● Task description
Each line from the beginning of the entries below through the line that includes "computation, keyed mutual" must be returned exactly as given.

● Data provided
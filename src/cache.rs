//! Model-call cache.
//!
//! Memoizes completions, keyword extractions and embeddings by a
//! deterministic hash of `(scope, ordered args)`. Misses are single-flight:
//! concurrent callers of the same key share one computation, keyed mutual
//! exclusion held only for the duration of the underlying call. An
//! unreadable entry is a miss, never an error.
//!
//! The cache is an owned object constructed at session start and passed into
//! the pipeline explicitly; there is no process-wide instance.

use std::future::Future;
use std::sync::Arc;

use chrono::{DateTime, Utc};
use serde::de::DeserializeOwned;
use serde::{Deserialize, Serialize};
use sha2::{Digest, Sha256};
use tracing::{debug, warn};

use crate::storage::KvStore;
use crate::sync::KeyedLocks;
use crate::Result;

/// Independent cache namespaces, clearable per scope.
#[derive(Debug, Clone, Copy, PartialEq, Eq)]
pub enum CacheScope {
    /// Extraction completions
    Completion,
    /// Query keyword extraction
    Keywords,
    /// Text embeddings
    Embedding,
}

impl CacheScope {
    pub fn as_str(&self) -> &'static str {
        match self {
            CacheScope::Completion => "completion",
            CacheScope::Keywords => "keywords",
            CacheScope::Embedding => "embedding",
        }
    }
}

/// A cached (or just-computed) value with its creation time.
#[derive(Debug, Clone)]
pub struct Cached<T> {
    pub value: T,
    pub created_at: DateTime<Utc>,
    /// False on a hit, true when this call ran the computation
    pub fresh: bool,
}

#[derive(Debug, Serialize, Deserialize)]
struct StoredEntry<T> {
    value: T,
    created_at: DateTime<Utc>,
}

/// Keyed memoization over a [`KvStore`].
pub struct Cache {
    store: Arc<dyn KvStore>,
    flights: KeyedLocks,
    ttl: Option<chrono::Duration>,
}

impl Cache {
    pub fn new(store: Arc<dyn KvStore>) -> Self {
        Self {
            store,
            flights: KeyedLocks::new(),
            ttl: None,
        }
    }

    /// Entries older than `ttl` count as misses and are recomputed.
    pub fn with_ttl(mut self, ttl: chrono::Duration) -> Self {
        self.ttl = Some(ttl);
        self
    }

    /// Deterministic storage id for `(scope, args)`. Stable across process
    /// restarts: identical logical calls always hash identically.
    pub fn cache_key(scope: CacheScope, args: &[&str]) -> String {
        let mut hasher = Sha256::new();
        hasher.update(scope.as_str().as_bytes());
        for arg in args {
            // Length framing keeps ["ab","c"] distinct from ["a","bc"].
            hasher.update((arg.len() as u64).to_be_bytes());
            hasher.update(arg.as_bytes());
        }
        format!("cache:{}:{}", scope.as_str(), hex::encode(hasher.finalize()))
    }

    /// Return the cached value for `(scope, args)` or run `compute` once.
    pub async fn get_or_compute<T, F, Fut>(
        &self,
        scope: CacheScope,
        args: &[&str],
        compute: F,
    ) -> Result<Cached<T>>
    where
        T: Serialize + DeserializeOwned,
        F: FnOnce() -> Fut,
        Fut: Future<Output = Result<T>>,
    {
        let id = Self::cache_key(scope, args);
        let _flight = self.flights.acquire(&id).await;

        if let Some(raw) = self.store.get_by_id(&id).await? {
            match serde_json::from_value::<StoredEntry<T>>(raw) {
                Ok(entry) if self.expired(entry.created_at) => {
                    debug!(scope = scope.as_str(), "cache entry expired, recomputing");
                }
                Ok(entry) => {
                    debug!(scope = scope.as_str(), "cache hit");
                    return Ok(Cached {
                        value: entry.value,
                        created_at: entry.created_at,
                        fresh: false,
                    });
                }
                Err(err) => {
                    warn!(
                        scope = scope.as_str(),
                        error = %err,
                        "unreadable cache entry, recomputing"
                    );
                }
            }
        }

        let entry = StoredEntry {
            value: compute().await?,
            created_at: Utc::now(),
        };
        self.store.upsert(&id, serde_json::to_value(&entry)?).await?;
        Ok(Cached {
            value: entry.value,
            created_at: entry.created_at,
            fresh: true,
        })
    }

    fn expired(&self, created_at: DateTime<Utc>) -> bool {
        self.ttl
            .is_some_and(|ttl| Utc::now() - created_at > ttl)
    }

    /// Drop every entry in one scope, leaving the others untouched.
    pub async fn clear_scope(&self, scope: CacheScope) -> Result<()> {
        self.store
            .clear_prefix(&format!("cache:{}:", scope.as_str()))
            .await
    }
}

#[cfg(test)]
mod tests {
    use super::*;
    use crate::storage::MemoryKvStore;
    use std::sync::atomic::{AtomicUsize, Ordering};
    use std::time::Duration;

    fn cache() -> (Cache, Arc<MemoryKvStore>) {
        let store = Arc::new(MemoryKvStore::new());
        (Cache::new(store.clone()), store)
    }

    #[test]
    fn keys_are_deterministic() {
        let a = Cache::cache_key(CacheScope::Completion, &["prompt", "text"]);
        let b = Cache::cache_key(CacheScope::Completion, &["prompt", "text"]);
        assert_eq!(a, b);
    }

    #[test]
    fn keys_depend_on_argument_order() {
        let a = Cache::cache_key(CacheScope::Completion, &["x", "y"]);
        let b = Cache::cache_key(CacheScope::Completion, &["y", "x"]);
        assert_ne!(a, b);
    }

    #[test]
    fn keys_are_not_fooled_by_concatenation() {
        let a = Cache::cache_key(CacheScope::Completion, &["ab", "c"]);
        let b = Cache::cache_key(CacheScope::Completion, &["a", "bc"]);
        assert_ne!(a, b);
    }

    #[test]
    fn keys_differ_per_scope() {
        let a = Cache::cache_key(CacheScope::Completion, &["x"]);
        let b = Cache::cache_key(CacheScope::Keywords, &["x"]);
        assert_ne!(a, b);
    }

    #[tokio::test]
    async fn hit_skips_compute_and_keeps_created_at() {
        let (cache, _) = cache();
        let calls = AtomicUsize::new(0);

        let first = cache
            .get_or_compute(CacheScope::Completion, &["p"], || async {
                calls.fetch_add(1, Ordering::SeqCst);
                Ok("answer".to_string())
            })
            .await
            .unwrap();
        assert!(first.fresh);

        let second = cache
            .get_or_compute(CacheScope::Completion, &["p"], || async {
                calls.fetch_add(1, Ordering::SeqCst);
                Ok("other".to_string())
            })
            .await
            .unwrap();

        assert_eq!(calls.load(Ordering::SeqCst), 1);
        assert!(!second.fresh);
        assert_eq!(second.value, "answer");
        assert_eq!(second.created_at, first.created_at);
    }

    #[tokio::test]
    async fn concurrent_misses_compute_once() {
        let (cache, _) = cache();
        let cache = Arc::new(cache);
        let calls = Arc::new(AtomicUsize::new(0));

        let mut handles = Vec::new();
        for _ in 0..8 {
            let cache = cache.clone();
            let calls = calls.clone();
            handles.push(tokio::spawn(async move {
                cache
                    .get_or_compute(CacheScope::Completion, &["shared"], || async move {
                        calls.fetch_add(1, Ordering::SeqCst);
                        tokio::time::sleep(Duration::from_millis(10)).await;
                        Ok(42i64)
                    })
                    .await
                    .unwrap()
                    .value
            }));
        }

        for handle in handles {
            assert_eq!(handle.await.unwrap(), 42);
        }
        assert_eq!(calls.load(Ordering::SeqCst), 1);
    }

    #[tokio::test]
    async fn compute_errors_are_not_cached() {
        let (cache, _) = cache();

        let failed: Result<Cached<String>> = cache
            .get_or_compute(CacheScope::Completion, &["p"], || async {
                Err(crate::Error::LlmTimeout("slow".to_string()))
            })
            .await;
        assert!(failed.is_err());

        let recovered = cache
            .get_or_compute(CacheScope::Completion, &["p"], || async {
                Ok("late answer".to_string())
            })
            .await
            .unwrap();
        assert!(recovered.fresh);
    }

    #[tokio::test]
    async fn corrupted_entry_is_treated_as_miss() {
        let (cache, store) = cache();
        let id = Cache::cache_key(CacheScope::Completion, &["p"]);
        store.upsert(&id, serde_json::json!("not an entry")).await.unwrap();

        let result = cache
            .get_or_compute(CacheScope::Completion, &["p"], || async { Ok(7i64) })
            .await
            .unwrap();
        assert!(result.fresh);
        assert_eq!(result.value, 7);
    }

    #[tokio::test]
    async fn scopes_clear_independently() {
        let (cache, _) = cache();

        cache
            .get_or_compute(CacheScope::Completion, &["p"], || async { Ok(1i64) })
            .await
            .unwrap();
        cache
            .get_or_compute(CacheScope::Keywords, &["p"], || async { Ok(2i64) })
            .await
            .unwrap();

        cache.clear_scope(CacheScope::Completion).await.unwrap();

        let completion = cache
            .get_or_compute(CacheScope::Completion, &["p"], || async { Ok(10i64) })
            .await
            .unwrap();
        assert!(completion.fresh);

        let keywords = cache
            .get_or_compute(CacheScope::Keywords, &["p"], || async { Ok(20i64) })
            .await
            .unwrap();
        assert!(!keywords.fresh);
        assert_eq!(keywords.value, 2);
    }

    #[tokio::test]
    async fn expired_entries_are_recomputed() {
        let store = Arc::new(MemoryKvStore::new());
        let cache = Cache::new(store.clone()).with_ttl(chrono::Duration::zero());

        cache
            .get_or_compute(CacheScope::Completion, &["p"], || async { Ok(1i64) })
            .await
            .unwrap();

        let again = cache
            .get_or_compute(CacheScope::Completion, &["p"], || async { Ok(2i64) })
            .await
            .unwrap();
        assert!(again.fresh);
        assert_eq!(again.value, 2);
    }

    #[tokio::test]
    async fn unexpired_entries_still_hit() {
        let store = Arc::new(MemoryKvStore::new());
        let cache = Cache::new(store).with_ttl(chrono::Duration::hours(1));

        cache
            .get_or_compute(CacheScope::Completion, &["p"], || async { Ok(1i64) })
            .await
            .unwrap();
        let again = cache
            .get_or_compute(CacheScope::Completion, &["p"], || async { Ok(2i64) })
            .await
            .unwrap();
        assert!(!again.fresh);
        assert_eq!(again.value, 1);
    }

    #[tokio::test]
    async fn embedding_vectors_round_trip() {
        let (cache, _) = cache();
        let vector = vec![0.5f32, -1.0, 2.0];

        let stored = cache
            .get_or_compute(CacheScope::Embedding, &["text"], || async {
                Ok(vector.clone())
            })
            .await
            .unwrap();
        assert_eq!(stored.value, vector);

        let hit: Cached<Vec<f32>> = cache
            .get_or_compute(CacheScope::Embedding, &["text"], || async {
                Ok(vec![9.0f32])
            })
            .await
            .unwrap();
        assert_eq!(hit.value, vector);
    }
}
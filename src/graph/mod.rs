//! Canonical knowledge-graph model.
//!
//! Entities and relations are the deduplicated, merged representation of raw
//! extraction records, keyed by (truncated) name and directed name pair.
//! Merging is associative and commutative: description segments are a sorted,
//! deduplicated set joined with [`FIELD_SEP`]; weights are summed; provenance
//! sets are unioned; entity types are resolved by majority vote with ties
//! broken by earliest sighting. Applying the same records in any order, or
//! twice, converges to the same canonical state.

pub mod merge;

use std::collections::BTreeSet;

use chrono::{DateTime, Utc};
use serde::{Deserialize, Serialize};

use crate::extract::{RawEntityRecord, RawRelationRecord};

pub use merge::{MergeEngine, MergeOutcome};

/// Separator between aggregated description segments.
pub const FIELD_SEP: &str = "<SEP>";

/// Entity type used for relation endpoints never seen as entity records.
pub const UNKNOWN_TYPE: &str = "unknown";

/// One type's tally in an entity's majority vote.
#[derive(Debug, Clone, PartialEq, Serialize, Deserialize)]
pub struct TypeVote {
    pub entity_type: String,
    pub count: usize,
    /// Earliest record timestamp that voted for this type (tie breaker)
    pub first_seen: DateTime<Utc>,
}

/// Canonical graph node.
#[derive(Debug, Clone, PartialEq, Serialize, Deserialize)]
pub struct Entity {
    pub name: String,
    pub entity_type: String,
    pub description: String,
    /// Vote tallies behind `entity_type`, kept so later merges stay commutative
    pub type_votes: Vec<TypeVote>,
    pub source_chunk_ids: BTreeSet<String>,
    pub file_paths: BTreeSet<String>,
    pub first_seen: DateTime<Utc>,
    pub last_updated: DateTime<Utc>,
}

/// Canonical directed graph edge.
#[derive(Debug, Clone, PartialEq, Serialize, Deserialize)]
pub struct Relation {
    pub source_name: String,
    pub target_name: String,
    pub keywords: String,
    pub description: String,
    pub weight: f64,
    pub source_chunk_ids: BTreeSet<String>,
    pub file_paths: BTreeSet<String>,
    pub first_seen: DateTime<Utc>,
    pub last_updated: DateTime<Utc>,
}

/// Fold raw entity records into an existing canonical entity (or a new one).
///
/// `records` must already be filtered for chunk-idempotence by the caller.
pub fn merge_entity_records(existing: Option<Entity>, records: &[&RawEntityRecord]) -> Entity {
    debug_assert!(!records.is_empty() || existing.is_some());

    let mut segments: BTreeSet<String> = existing
        .as_ref()
        .map(|e| split_segments(&e.description))
        .unwrap_or_default();
    let mut type_votes = existing.as_ref().map(|e| e.type_votes.clone()).unwrap_or_default();
    let mut source_chunk_ids = existing
        .as_ref()
        .map(|e| e.source_chunk_ids.clone())
        .unwrap_or_default();
    let mut file_paths = existing.as_ref().map(|e| e.file_paths.clone()).unwrap_or_default();
    let mut first_seen = existing.as_ref().map(|e| e.first_seen);
    let mut last_updated = existing.as_ref().map(|e| e.last_updated);

    let name = existing
        .as_ref()
        .map(|e| e.name.clone())
        .or_else(|| records.first().map(|r| r.name.clone()))
        .unwrap_or_default();

    for record in records {
        segments.insert(record.description.clone());
        vote(&mut type_votes, &record.entity_type, record.timestamp);
        source_chunk_ids.insert(record.chunk_id.clone());
        file_paths.insert(record.file_path.clone());
        first_seen = Some(first_seen.map_or(record.timestamp, |t| t.min(record.timestamp)));
        last_updated = Some(last_updated.map_or(record.timestamp, |t| t.max(record.timestamp)));
    }

    let now = Utc::now();
    Entity {
        name,
        entity_type: winning_type(&type_votes),
        description: join_segments(&segments),
        type_votes,
        source_chunk_ids,
        file_paths,
        first_seen: first_seen.unwrap_or(now),
        last_updated: last_updated.unwrap_or(now),
    }
}

/// Fold raw relation records into an existing canonical relation.
///
/// `records` must already be filtered for chunk-idempotence by the caller.
pub fn merge_relation_records(
    existing: Option<Relation>,
    records: &[&RawRelationRecord],
) -> Relation {
    debug_assert!(!records.is_empty() || existing.is_some());

    let mut segments: BTreeSet<String> = existing
        .as_ref()
        .map(|r| split_segments(&r.description))
        .unwrap_or_default();
    let mut keywords: BTreeSet<String> = existing
        .as_ref()
        .map(|r| split_keywords(&r.keywords))
        .unwrap_or_default();
    let mut weight = existing.as_ref().map(|r| r.weight).unwrap_or(0.0);
    let mut source_chunk_ids = existing
        .as_ref()
        .map(|r| r.source_chunk_ids.clone())
        .unwrap_or_default();
    let mut file_paths = existing.as_ref().map(|r| r.file_paths.clone()).unwrap_or_default();
    let mut first_seen = existing.as_ref().map(|r| r.first_seen);
    let mut last_updated = existing.as_ref().map(|r| r.last_updated);

    let (source_name, target_name) = existing
        .as_ref()
        .map(|r| (r.source_name.clone(), r.target_name.clone()))
        .or_else(|| {
            records
                .first()
                .map(|r| (r.source_name.clone(), r.target_name.clone()))
        })
        .unwrap_or_default();

    for record in records {
        if !record.description.is_empty() {
            segments.insert(record.description.clone());
        }
        keywords.extend(split_keywords(&record.keywords));
        weight += record.weight;
        source_chunk_ids.insert(record.chunk_id.clone());
        file_paths.insert(record.file_path.clone());
        first_seen = Some(first_seen.map_or(record.timestamp, |t| t.min(record.timestamp)));
        last_updated = Some(last_updated.map_or(record.timestamp, |t| t.max(record.timestamp)));
    }

    let now = Utc::now();
    Relation {
        source_name,
        target_name,
        keywords: keywords.into_iter().collect::<Vec<_>>().join(","),
        description: join_segments(&segments),
        weight,
        source_chunk_ids,
        file_paths,
        first_seen: first_seen.unwrap_or(now),
        last_updated: last_updated.unwrap_or(now),
    }
}

fn vote(votes: &mut Vec<TypeVote>, entity_type: &str, timestamp: DateTime<Utc>) {
    match votes.iter_mut().find(|v| v.entity_type == entity_type) {
        Some(existing) => {
            existing.count += 1;
            existing.first_seen = existing.first_seen.min(timestamp);
        }
        None => votes.push(TypeVote {
            entity_type: entity_type.to_string(),
            count: 1,
            first_seen: timestamp,
        }),
    }
}

/// Majority type; ties go to the earliest-seen, then lexically smallest type.
fn winning_type(votes: &[TypeVote]) -> String {
    votes
        .iter()
        .max_by(|a, b| {
            a.count
                .cmp(&b.count)
                .then_with(|| b.first_seen.cmp(&a.first_seen))
                .then_with(|| b.entity_type.cmp(&a.entity_type))
        })
        .map(|v| v.entity_type.clone())
        .unwrap_or_else(|| UNKNOWN_TYPE.to_string())
}

fn split_segments(description: &str) -> BTreeSet<String> {
    description
        .split(FIELD_SEP)
        .map(str::trim)
        .filter(|s| !s.is_empty())
        .map(str::to_string)
        .collect()
}

fn join_segments(segments: &BTreeSet<String>) -> String {
    segments.iter().cloned().collect::<Vec<_>>().join(FIELD_SEP)
}

fn split_keywords(keywords: &str) -> BTreeSet<String> {
    keywords
        .split(',')
        .map(str::trim)
        .filter(|s| !s.is_empty())
        .map(str::to_string)
        .collect()
}
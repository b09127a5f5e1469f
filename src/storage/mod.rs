//! Narrow persistence interfaces.
//!
//! The engine talks to storage through three small traits so that concrete
//! back ends (SQL, document stores, vector databases, graph databases) stay
//! pluggable. The in-memory implementations in [`memory`] back tests and
//! local runs.

pub mod memory;

use async_trait::async_trait;
use serde_json::Value;

use crate::graph::{Entity, Relation};
use crate::Result;

pub use memory::{MemoryGraphStore, MemoryKvStore, MemoryVectorIndex};

/// Key-value persistence, used for chunk records and cache entries.
#[async_trait]
pub trait KvStore: Send + Sync {
    async fn get_by_id(&self, id: &str) -> Result<Option<Value>>;
    /// Atomic per key: a concurrent reader sees either the old or new value.
    async fn upsert(&self, id: &str, value: Value) -> Result<()>;
    async fn delete(&self, id: &str) -> Result<()>;
    /// All entries whose id starts with `prefix`, in id order.
    async fn list_by_prefix(&self, prefix: &str) -> Result<Vec<(String, Value)>>;
    /// Remove all entries whose id starts with `prefix`.
    async fn clear_prefix(&self, prefix: &str) -> Result<()>;
}

/// Canonical graph persistence.
#[async_trait]
pub trait GraphStore: Send + Sync {
    async fn upsert_node(&self, node: &Entity) -> Result<()>;
    async fn get_node(&self, name: &str) -> Result<Option<Entity>>;
    async fn delete_node(&self, name: &str) -> Result<()>;
    async fn upsert_edge(&self, edge: &Relation) -> Result<()>;
    async fn get_edge(&self, source: &str, target: &str) -> Result<Option<Relation>>;
    async fn delete_edge(&self, source: &str, target: &str) -> Result<()>;
    async fn list_nodes(&self) -> Result<Vec<Entity>>;
    async fn list_edges(&self) -> Result<Vec<Relation>>;
}

/// One vector-search hit.
#[derive(Debug, Clone, PartialEq)]
pub struct ScoredPoint {
    pub id: String,
    pub score: f32,
}

/// Vector similarity index over chunk embeddings.
#[async_trait]
pub trait VectorIndex: Send + Sync {
    async fn upsert(&self, id: &str, vector: Vec<f32>) -> Result<()>;
    async fn query(&self, vector: &[f32], top_k: usize) -> Result<Vec<ScoredPoint>>;
    async fn delete(&self, id: &str) -> Result<()>;
}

● Your solution
filename src/cache.rs
//! Model-call cache.
//!
//! Memoizes completions, keyword extractions and embeddings by a
//! deterministic hash of `(scope, ordered args)`. Misses are single-flight:
//! concurrent callers of the same key share one computation, keyed mutual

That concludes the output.